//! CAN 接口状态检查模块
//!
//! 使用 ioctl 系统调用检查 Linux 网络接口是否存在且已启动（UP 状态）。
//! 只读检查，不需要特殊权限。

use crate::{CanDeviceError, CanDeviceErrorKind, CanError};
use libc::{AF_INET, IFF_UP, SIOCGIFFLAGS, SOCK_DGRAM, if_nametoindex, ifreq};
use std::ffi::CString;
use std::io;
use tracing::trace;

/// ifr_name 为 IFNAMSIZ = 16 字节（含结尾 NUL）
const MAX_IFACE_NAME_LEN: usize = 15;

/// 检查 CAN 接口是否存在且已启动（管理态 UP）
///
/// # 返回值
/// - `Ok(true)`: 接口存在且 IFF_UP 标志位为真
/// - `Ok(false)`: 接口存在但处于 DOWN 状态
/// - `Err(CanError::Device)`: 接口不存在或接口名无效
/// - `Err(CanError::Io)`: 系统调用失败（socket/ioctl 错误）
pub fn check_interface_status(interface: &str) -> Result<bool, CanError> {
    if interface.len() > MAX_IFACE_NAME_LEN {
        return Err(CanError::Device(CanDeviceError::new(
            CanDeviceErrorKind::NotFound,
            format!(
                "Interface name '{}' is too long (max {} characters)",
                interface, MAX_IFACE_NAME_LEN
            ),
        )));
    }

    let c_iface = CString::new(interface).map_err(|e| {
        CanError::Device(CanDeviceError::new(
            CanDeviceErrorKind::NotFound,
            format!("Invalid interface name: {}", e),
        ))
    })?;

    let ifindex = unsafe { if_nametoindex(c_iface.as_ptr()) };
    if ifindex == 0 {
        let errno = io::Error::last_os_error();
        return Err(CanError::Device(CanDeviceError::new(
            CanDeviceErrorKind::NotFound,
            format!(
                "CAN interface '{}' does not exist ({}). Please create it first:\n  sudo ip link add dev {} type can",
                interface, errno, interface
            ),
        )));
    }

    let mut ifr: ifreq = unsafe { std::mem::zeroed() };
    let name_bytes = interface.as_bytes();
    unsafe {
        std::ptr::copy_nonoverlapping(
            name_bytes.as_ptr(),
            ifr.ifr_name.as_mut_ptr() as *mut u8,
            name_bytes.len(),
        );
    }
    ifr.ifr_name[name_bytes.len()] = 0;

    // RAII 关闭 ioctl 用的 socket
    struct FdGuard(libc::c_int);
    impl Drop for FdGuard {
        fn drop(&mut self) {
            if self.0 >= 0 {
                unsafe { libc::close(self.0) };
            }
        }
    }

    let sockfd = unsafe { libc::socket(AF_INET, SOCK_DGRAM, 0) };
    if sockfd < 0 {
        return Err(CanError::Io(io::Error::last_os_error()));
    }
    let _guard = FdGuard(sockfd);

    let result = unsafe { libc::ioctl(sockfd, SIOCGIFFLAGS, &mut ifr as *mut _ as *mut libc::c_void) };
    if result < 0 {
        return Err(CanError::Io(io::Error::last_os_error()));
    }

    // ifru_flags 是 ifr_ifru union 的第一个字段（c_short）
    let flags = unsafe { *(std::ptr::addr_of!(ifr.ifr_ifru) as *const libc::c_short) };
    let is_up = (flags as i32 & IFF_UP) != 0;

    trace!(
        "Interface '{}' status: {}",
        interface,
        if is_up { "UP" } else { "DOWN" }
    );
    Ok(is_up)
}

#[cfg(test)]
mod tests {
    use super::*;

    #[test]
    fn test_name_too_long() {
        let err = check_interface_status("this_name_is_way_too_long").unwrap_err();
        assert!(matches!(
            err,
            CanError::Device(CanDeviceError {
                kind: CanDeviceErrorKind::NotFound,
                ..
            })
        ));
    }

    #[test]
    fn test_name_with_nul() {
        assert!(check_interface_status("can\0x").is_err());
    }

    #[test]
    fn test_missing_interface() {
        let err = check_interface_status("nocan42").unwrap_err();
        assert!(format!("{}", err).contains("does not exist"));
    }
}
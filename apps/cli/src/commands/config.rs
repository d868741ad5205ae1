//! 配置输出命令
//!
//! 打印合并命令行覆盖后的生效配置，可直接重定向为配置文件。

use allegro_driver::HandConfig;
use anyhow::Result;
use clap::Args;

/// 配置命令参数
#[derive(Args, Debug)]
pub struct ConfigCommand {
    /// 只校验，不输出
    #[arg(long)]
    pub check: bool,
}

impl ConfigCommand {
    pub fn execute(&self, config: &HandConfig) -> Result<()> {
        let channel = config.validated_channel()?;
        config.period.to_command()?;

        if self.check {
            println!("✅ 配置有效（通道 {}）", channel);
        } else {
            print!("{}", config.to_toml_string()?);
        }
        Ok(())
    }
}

How to complete this task: Where the listing above has a line with "Linux 网络接口是否存在且已启动（UP 状态）。", start there, and output every line exactly through the line with "fn drop(&mut self)", which is also included.

Your solution:
//! 使用 ioctl 系统调用检查 Linux 网络接口是否存在且已启动（UP 状态）。
//! 只读检查，不需要特殊权限。

use crate::{CanDeviceError, CanDeviceErrorKind, CanError};
use libc::{AF_INET, IFF_UP, SIOCGIFFLAGS, SOCK_DGRAM, if_nametoindex, ifreq};
use std::ffi::CString;
use std::io;
use tracing::trace;

/// ifr_name 为 IFNAMSIZ = 16 字节（含结尾 NUL）
const MAX_IFACE_NAME_LEN: usize = 15;

/// 检查 CAN 接口是否存在且已启动（管理态 UP）
///
/// # 返回值
/// - `Ok(true)`: 接口存在且 IFF_UP 标志位为真
/// - `Ok(false)`: 接口存在但处于 DOWN 状态
/// - `Err(CanError::Device)`: 接口不存在或接口名无效
/// - `Err(CanError::Io)`: 系统调用失败（socket/ioctl 错误）
pub fn check_interface_status(interface: &str) -> Result<bool, CanError> {
    if interface.len() > MAX_IFACE_NAME_LEN {
        return Err(CanError::Device(CanDeviceError::new(
            CanDeviceErrorKind::NotFound,
            format!(
                "Interface name '{}' is too long (max {} characters)",
                interface, MAX_IFACE_NAME_LEN
            ),
        )));
    }

    let c_iface = CString::new(interface).map_err(|e| {
        CanError::Device(CanDeviceError::new(
            CanDeviceErrorKind::NotFound,
            format!("Invalid interface name: {}", e),
        ))
    })?;

    let ifindex = unsafe { if_nametoindex(c_iface.as_ptr()) };
    if ifindex == 0 {
        let errno = io::Error::last_os_error();
        return Err(CanError::Device(CanDeviceError::new(
            CanDeviceErrorKind::NotFound,
            format!(
                "CAN interface '{}' does not exist ({}). Please create it first:\n  sudo ip link add dev {} type can",
                interface, errno, interface
            ),
        )));
    }

    let mut ifr: ifreq = unsafe { std::mem::zeroed() };
    let name_bytes = interface.as_bytes();
    unsafe {
        std::ptr::copy_nonoverlapping(
            name_bytes.as_ptr(),
            ifr.ifr_name.as_mut_ptr() as *mut u8,
            name_bytes.len(),
        );
    }
    ifr.ifr_name[name_bytes.len()] = 0;

    // RAII 关闭 ioctl 用的 socket
    struct FdGuard(libc::c_int);
    impl Drop for FdGuard {
        fn drop(&mut self) {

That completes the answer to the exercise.